- by Sasha White
NINC has such a succeful 2010 conference in St.Pete Beach that we’re going back there again this year for our New Rules New Tools conference. If you haven’t made plans to attend this year, what are you waiting for?
Not only was the conference at a beach resort, but it was full of amazing workshops and informative panels from industry professionals.
To give you a hint of what you missed, here’s a summary of just one of the fabulous workshops courtesy of author Jordan Summers
Piracy–Tales From The Novelist Inc. Conference
As you might guess with so much talk about ebooks and e-publishing, piracy came up a LOT. I attended Brian O’Leary’s talk about his Piracy Project. Basically, his company has been hired by a couple of smaller publishers to investigate the effects of piracy on their bottom lines. He started his talk off by saying that his data is inconclusive due to the lack of participation. If more publishers participated, then he’d have a really good idea of how much piracy affects e-publishing. He did say that there are niches and titles for which piracy is a direct loss and enforcement is needed (ie bestsellers). Most books do not fall under this category. He quoted Chris Walters of Bookspring (or booksprung I can’t read my writing *g) as saying, “Don’t try to ‘solve’ piracy; think about managing it.”
From the data he was able to obtain, he has not seen an overwhelming rise in piracy. In fact, he said overall he hasn’t seen a lot of piracy period if you go by the amount of books vs. bit torrent sites. He said one of the best ways to manage piracy is to provide a high-quality consumer experience, while keeping prices reasonable. (And he didn’t mean what N.Y. considers to be a reasonable price, since that whole section in the middle of the United States think that N.Y. prices are outrageous.) He also said that one of the things he was surprised about was the age of the people pirating books. They seemed to be Babyboomer age. It wasn’t the ‘kids’ doing most of the downloads. They may be the ones putting it up there, but they weren’t the ones downloading the work. One thing he wasn’t surprised about was how many of the pirate sites were actually overseas. He said part of the problem comes from material being unavailable in a lot of countries or way too expensive when it is available.
I’m going to tie-in J.A. Konrath’s talk on self-publishing with O’Leary’s because Joe specifically talked about a piracy experiment he did with one of his books. Basically he put a book up on his site, and asked the pirates to pirate the copy.
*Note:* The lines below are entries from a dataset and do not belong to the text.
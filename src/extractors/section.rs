// src/extractors/section.rs

// --- Imports ---
use serde::{Deserialize, Serialize};

// --- Heading Tables ---

/// How a line is compared against a heading. Both sides are trimmed and uppercased first.
#[derive(Debug, Clone, Copy, Default, PartialEq, Eq, Serialize, Deserialize)]
#[serde(rename_all = "lowercase")]
pub enum MatchMode {
    /// Line equals the heading or starts with it ("EXPERIENCE (2019-2024)").
    #[default]
    Prefix,
    /// Heading appears anywhere in the line.
    Contains,
}

impl MatchMode {
    fn matches(self, line: &str, heading: &str) -> bool {
        match self {
            MatchMode::Prefix => line == heading || line.starts_with(heading),
            MatchMode::Contains => line.contains(heading),
        }
    }
}

/// Declarative description of a section: the headings that open it, the headings
/// that close it, and how lines are matched against both lists.
#[derive(Debug, Clone, PartialEq, Eq, Serialize, Deserialize)]
pub struct SectionRule {
    pub start: Vec<String>,
    pub stop: Vec<String>,
    #[serde(default)]
    pub match_mode: MatchMode,
}

impl SectionRule {
    pub fn new(start: &[&str], stop: &[&str], match_mode: MatchMode) -> Self {
        Self {
            start: start.iter().map(|s| s.to_string()).collect(),
            stop: stop.iter().map(|s| s.to_string()).collect(),
            match_mode,
        }
    }
}

// --- Data Structures ---

/// Half-open line interval `[start_line, end_line)` of a located section.
/// `start_line == None` means no start heading was found; `end_line` is then the line count.
#[derive(Debug, Clone, Copy, PartialEq, Eq)]
pub struct SectionSpan {
    pub start_line: Option<usize>,
    pub end_line: usize,
}

impl SectionSpan {
    pub fn not_found(line_count: usize) -> Self {
        Self { start_line: None, end_line: line_count }
    }

    /// Joins the spanned lines (heading line included) back into text.
    pub fn text(&self, lines: &[&str]) -> Option<String> {
        let start = self.start_line?;
        let end = self.end_line.min(lines.len());
        Some(lines[start.min(end)..end].join("\n"))
    }
}

/// Returns the index of the first line at or after `from` matching any heading, and that heading.
/// Headings must already be trimmed and uppercased.
pub fn find_first_matching_line<'h>(
    lines: &[&str],
    from: usize,
    headings: &'h [String],
    mode: MatchMode,
) -> Option<(usize, &'h str)> {
    lines.iter().enumerate().skip(from).find_map(|(idx, line)| {
        let normalized = line.trim().to_uppercase();
        headings
            .iter()
            .find(|heading| mode.matches(&normalized, heading))
            .map(|heading| (idx, heading.as_str()))
    })
}

fn normalize_headings(headings: &[String]) -> Vec<String> {
    headings
        .iter()
        .map(|h| h.trim().to_uppercase())
        .filter(|h| !h.is_empty()) // an empty heading would match every line
        .collect()
}

// --- Locator ---

/// Finds a section's line span from a `SectionRule`. Holds only the normalized heading tables.
#[derive(Debug, Clone)]
pub struct SectionLocator {
    name: String,
    start: Vec<String>,
    stop: Vec<String>,
    mode: MatchMode,
}

impl SectionLocator {
    pub fn new(name: &str, rule: &SectionRule) -> Self {
        Self {
            name: name.to_string(),
            start: normalize_headings(&rule.start),
            stop: normalize_headings(&rule.stop),
            mode: rule.match_mode,
        }
    }

    /// Only the first start heading counts. The stop search begins strictly after it and
    /// defaults to end-of-text.
    pub fn locate(&self, lines: &[&str]) -> SectionSpan {
        let Some((start_idx, start_heading)) =
            find_first_matching_line(lines, 0, &self.start, self.mode)
        else {
            tracing::debug!("No '{}' section heading found in {} lines", self.name, lines.len());
            return SectionSpan::not_found(lines.len());
        };
        tracing::debug!(
            "Found '{}' section at line {} (heading '{}'): {}",
            self.name, start_idx, start_heading, lines[start_idx].trim()
        );

        let end_idx = match find_first_matching_line(lines, start_idx + 1, &self.stop, self.mode) {
            Some((idx, stop_heading)) => {
                tracing::debug!(
                    "'{}' section ends at line {} (heading '{}')",
                    self.name, idx, stop_heading
                );
                idx
            }
            None => {
                tracing::debug!("'{}' section runs to end of text", self.name);
                lines.len()
            }
        };

        SectionSpan { start_line: Some(start_idx), end_line: end_idx }
    }
}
He went to various places and did this, then he checked bit torrent sites to make sure the book was there. He then put the book up on Amazon for sale. He said during the time his book was being pirated, his overall sales jumped. He tracked them. So contrary to popular opinion, pirating isn’t all bad for an author.
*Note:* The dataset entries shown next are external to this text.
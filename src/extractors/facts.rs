// src/extractors/facts.rs

// --- Imports ---
use crate::extractors::dates::{Clock, DateRangeScanner, SystemClock, YearMonth};
use crate::extractors::result::{
    Education, ExperienceEstimate, ExtractionResult, FALLBACK_JOB_TITLE, FALLBACK_SKILL,
    MAX_JOB_TITLES, MAX_SKILLS, PREVIEW_CHARS,
};
use crate::extractors::section::SectionLocator;
use crate::extractors::text::PlainText;
use crate::extractors::vocabulary::Vocabulary;
use crate::utils::error::ExtractError;
use std::sync::Arc;

/// Turns résumé text into an `ExtractionResult`.
///
/// Holds only immutable configuration; every call is independent. The clock is read
/// once per `extract` call.
pub struct FactExtractor<C: Clock = SystemClock> {
    vocabulary: Arc<Vocabulary>,
    experience_locator: SectionLocator,
    title_locator: SectionLocator,
    scanner: DateRangeScanner,
    clock: C,
}

impl FactExtractor<SystemClock> {
    pub fn new(vocabulary: Arc<Vocabulary>) -> Self {
        Self::with_clock(vocabulary, SystemClock)
    }
}

impl<C: Clock> FactExtractor<C> {
    pub fn with_clock(vocabulary: Arc<Vocabulary>, clock: C) -> Self {
        Self {
            experience_locator: SectionLocator::new("experience", &vocabulary.experience_section),
            title_locator: SectionLocator::new("job titles", &vocabulary.title_section),
            scanner: DateRangeScanner::new(),
            vocabulary,
            clock,
        }
    }

    /// Blank text is refused; everything else yields a result, with defaults for missing facts.
    pub fn extract(&self, text: &PlainText) -> Result<ExtractionResult, ExtractError> {
        if text.is_blank() {
            return Err(ExtractError::ExtractionFailed(
                "document contains no text".to_string(),
            ));
        }

        let today = self.clock.today();
        let content = text.as_str();
        let lowered = content.to_lowercase();
        let lines = text.lines();

        let skills = self.extract_skills(&lowered);
        let experience = self.estimate_experience(&lines, today);
        let education = self.detect_education(&lowered);
        let job_titles = self.extract_job_titles(&lines);

        tracing::info!(
            "Extracted {} skills, experience '{}', education '{}', titles {:?}",
            skills.len(),
            experience,
            education,
            job_titles
        );

        Ok(ExtractionResult {
            skills,
            experience,
            education,
            job_titles,
            raw_text_preview: content.chars().take(PREVIEW_CHARS).collect(),
        })
    }

    // --- Skills ---

    fn extract_skills(&self, lowered: &str) -> Vec<String> {
        let mut skills: Vec<String> = Vec::new();
        for skill in self.vocabulary.skills() {
            if skills.len() == MAX_SKILLS {
                break;
            }
            let needle = skill.trim().to_lowercase();
            if needle.is_empty() {
                continue;
            }
            let already_seen = skills.iter().any(|s| s.eq_ignore_ascii_case(skill));
            if !already_seen && lowered.contains(&needle) {
                skills.push(skill.to_string());
            }
        }

        if skills.is_empty() {
            tracing::debug!("No vocabulary skills matched; using fallback");
            skills.push(FALLBACK_SKILL.to_string());
        }
        skills
    }

    // --- Experience ---

    /// Only dates inside the Experience section count. No section means "0".
    pub fn estimate_experience(&self, lines: &[&str], today: YearMonth) -> ExperienceEstimate {
        let span = self.experience_locator.locate(lines);
        let Some(section_text) = span.text(lines) else {
            return ExperienceEstimate::None;
        };
        tracing::trace!("Experience section text:\n{}", section_text);

        let total_months = self.scanner.scan(&section_text, today);
        let estimate = ExperienceEstimate::from_months(total_months);
        tracing::debug!(
            "Experience: {} months = {:.1} years -> '{}'",
            total_months,
            total_months as f64 / 12.0,
            estimate
        );
        estimate
    }

    // --- Education ---

    fn detect_education(&self, lowered: &str) -> Education {
        let keywords = &self.vocabulary.education;
        let tiers = [
            (Education::PhD, &keywords.phd),
            (Education::Masters, &keywords.masters),
            (Education::Bachelors, &keywords.bachelors),
            (Education::Diploma, &keywords.diploma),
        ];

        tiers
            .into_iter()
            .find(|(_, words)| {
                words.iter().any(|w| {
                    let needle = w.trim().to_lowercase();
                    !needle.is_empty() && lowered.contains(&needle)
                })
            })
            .map(|(level, _)| level)
            .unwrap_or(Education::NotSpecified)
    }

    // --- Job Titles ---

    fn extract_job_titles(&self, lines: &[&str]) -> Vec<String> {
        let span = self.title_locator.locate(lines);
        let section_text = span.text(lines).map(|t| t.to_lowercase()).unwrap_or_default();

        let mut titles: Vec<String> = Vec::new();
        for title in &self.vocabulary.job_titles {
            if titles.len() == MAX_JOB_TITLES {
                break;
            }
            let needle = title.to_lowercase();
            if needle.is_empty() || !section_text.contains(&needle) {
                continue;
            }
            let cased = title_case(&needle);
            if !titles.contains(&cased) {
                titles.push(cased);
            }
        }

        if titles.is_empty() {
            titles.push(FALLBACK_JOB_TITLE.to_string());
        }
        titles
    }
}

/// Uppercases the first letter of every alphabetic run ("technical researcher" -> "Technical Researcher").
fn title_case(s: &str) -> String {
    let mut out = String::with_capacity(s.len());
    let mut at_word_start = true;
    for c in s.chars() {
        if c.is_alphabetic() {
            if at_word_start {
                out.extend(c.to_uppercase());
            } else {
                out.extend(c.to_lowercase());
            }
            at_word_start = false;
        } else {
            out.push(c);
            at_word_start = true;
        }
    }
    out
}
Neil Gaiman once said, and I paraphrase, “The only thing an author should worry about is obscurity.” He’s right. As Mr. O’Leary mentioned above, most authors don’t have to worry about piracy cutting into their bottom line. Unless you’re one of the authors in a niche (ie a top seller), then piracy will probably help you more than it hurts you. I know a lot of authors don’t want to hear that.
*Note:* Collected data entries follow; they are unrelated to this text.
// src/storage/mod.rs
use std::collections::HashSet;
use std::fs;
use std::path::{Path, PathBuf};
use chrono::{DateTime, Utc};
use serde::{Deserialize, Serialize};
use crate::extractors::result::{ExtractionResult, ProfileRecord};
use crate::extractors::text::DocumentFormat;
use crate::utils::error::StorageError;

const PROFILE_SUFFIX: &str = "_profile.json";
const META_SUFFIX: &str = "_meta.json";

/// Summary of one extraction run, stored next to the profile record.
#[derive(Debug, Clone, PartialEq, Eq, Serialize, Deserialize)]
pub struct ExtractionMetadata {
    /// Storage directory name; differs from the file stem when two inputs share a stem.
    #[serde(default)]
    pub document_key: String,
    pub source_file: String,
    pub format: String,
    pub experience_years: String,
    pub education: String,
    pub skills_count: usize,
    pub job_titles: Vec<String>,
    pub extraction_timestamp: String, // RFC 3339, UTC
}

impl ExtractionMetadata {
    pub fn new(
        document_key: &str,
        source: &Path,
        format: DocumentFormat,
        result: &ExtractionResult,
        extracted_at: DateTime<Utc>,
    ) -> Self {
        Self {
            document_key: document_key.to_string(),
            source_file: source.display().to_string(),
            format: format.to_string(),
            experience_years: result.experience.to_string(),
            education: result.education.to_string(),
            skills_count: result.skills.len(),
            job_titles: result.job_titles.clone(),
            extraction_timestamp: extracted_at.to_rfc3339(),
        }
    }

    pub fn extracted_at(&self) -> Option<DateTime<Utc>> {
        DateTime::parse_from_rfc3339(&self.extraction_timestamp)
            .ok()
            .map(|dt| dt.with_timezone(&Utc))
    }
}

pub struct StorageManager {
    base_dir: PathBuf,
}

impl StorageManager {
    /// Creates a new StorageManager with the specified base directory
    pub fn new<P: AsRef<Path>>(base_dir: P) -> Result<Self, StorageError> {
        let base_path = base_dir.as_ref().to_path_buf();

        // Create the base directory if it doesn't exist
        if !base_path.exists() {
            fs::create_dir_all(&base_path).map_err(StorageError::IoError)?;
        }

        Ok(Self { base_dir: base_path })
    }

    /// Directory name used for a source document: its file stem, or "document".
    pub fn document_key(source: &Path) -> String {
        source
            .file_stem()
            .and_then(|s| s.to_str())
            .filter(|s| !s.is_empty())
            .unwrap_or("document")
            .to_string()
    }

    /// `document_key`, suffixed with `_2`, `_3`, ... when an earlier input of the same run
    /// already claimed that key.
    pub fn claim_document_key(source: &Path, claimed: &mut HashSet<String>) -> String {
        let base = Self::document_key(source);
        let mut key = base.clone();
        let mut n = 2;
        while !claimed.insert(key.clone()) {
            key = format!("{}_{}", base, n);
            n += 1;
        }
        if key != base {
            tracing::warn!(
                "Key '{}' already used in this run; storing {} as '{}'",
                base,
                source.display(),
                key
            );
        }
        key
    }

    fn target_dir(&self, key: &str) -> Result<PathBuf, StorageError> {
        // Layout: /base_dir/<key>/
        let target_dir = self.base_dir.join(key);
        if !target_dir.exists() {
            fs::create_dir_all(&target_dir).map_err(StorageError::IoError)?;
        }
        Ok(target_dir)
    }

    fn write_json<T: Serialize>(path: &Path, value: &T) -> Result<(), StorageError> {
        let json = serde_json::to_string_pretty(value)
            .map_err(|e| StorageError::SerializationError(e.to_string()))?;
        if path.exists() {
            tracing::warn!("Overwriting existing {}", path.display());
        }
        fs::write(path, json).map_err(StorageError::IoError)
    }

    /// Saves the flat profile record as `<key>/<key>_profile.json`
    pub fn save_profile(&self, key: &str, profile: &ProfileRecord) -> Result<PathBuf, StorageError> {
        let file_path = self.target_dir(key)?.join(format!("{}{}", key, PROFILE_SUFFIX));
        Self::write_json(&file_path, profile)?;
        tracing::info!("Saved profile to {}", file_path.display());
        Ok(file_path)
    }

    /// Saves extraction metadata as `<key>/<key>_meta.json`
    pub fn save_metadata(&self, key: &str, metadata: &ExtractionMetadata) -> Result<PathBuf, StorageError> {
        let file_path = self.target_dir(key)?.join(format!("{}{}", key, META_SUFFIX));
        Self::write_json(&file_path, metadata)?;
        tracing::info!("Saved metadata to {}", file_path.display());
        Ok(file_path)
    }

    pub fn load_profile(&self, key: &str) -> Result<ProfileRecord, StorageError> {
        let file_path = self.base_dir.join(key).join(format!("{}{}", key, PROFILE_SUFFIX));
        let content = fs::read_to_string(&file_path).map_err(StorageError::IoError)?;
        serde_json::from_str(&content).map_err(|e| StorageError::SerializationError(e.to_string()))
    }

    /// All stored metadata, newest first. Unreadable entries are skipped.
    pub fn list_history(&self) -> Result<Vec<ExtractionMetadata>, StorageError> {
        let mut entries = Vec::new();

        for dir in fs::read_dir(&self.base_dir).map_err(StorageError::IoError)? {
            let dir = dir.map_err(StorageError::IoError)?.path();
            if !dir.is_dir() {
                continue;
            }
            for file in fs::read_dir(&dir).map_err(StorageError::IoError)? {
                let path = file.map_err(StorageError::IoError)?.path();
                let is_meta = path
                    .file_name()
                    .and_then(|n| n.to_str())
                    .is_some_and(|n| n.ends_with(META_SUFFIX));
                if !is_meta {
                    continue;
                }

                let parsed = fs::read_to_string(&path)
                    .map_err(|e| e.to_string())
                    .and_then(|s| serde_json::from_str::<ExtractionMetadata>(&s).map_err(|e| e.to_string()));
                match parsed {
                    Ok(meta) => entries.push(meta),
                    Err(e) => tracing::warn!("Skipping unreadable metadata {}: {}", path.display(), e),
                }
            }
        }

        entries.sort_by(|a, b| b.extracted_at().cmp(&a.extracted_at()));
        Ok(entries)
    }
}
There were a lot of comments from the audience about authors losing sales due to illegal downloads. The thing most people refused to consider was that a lot of the folks downloading the books actually fall into two categories: People who already own the paper copy (No, they don’t want to have to buy another copy of the book, so they can have it on their e-reader). And people who would’ve never bought them in the first place. (Sucks, yes, but it is true that a lot of the folks who download books do it for the same reasons they fill up their bookshelves. Will they ever read all the books on their shelves? No. Do they like seeing the books there? Yes. It comforts them.)
Something to consider before you let your blood-pressure explode over piracy.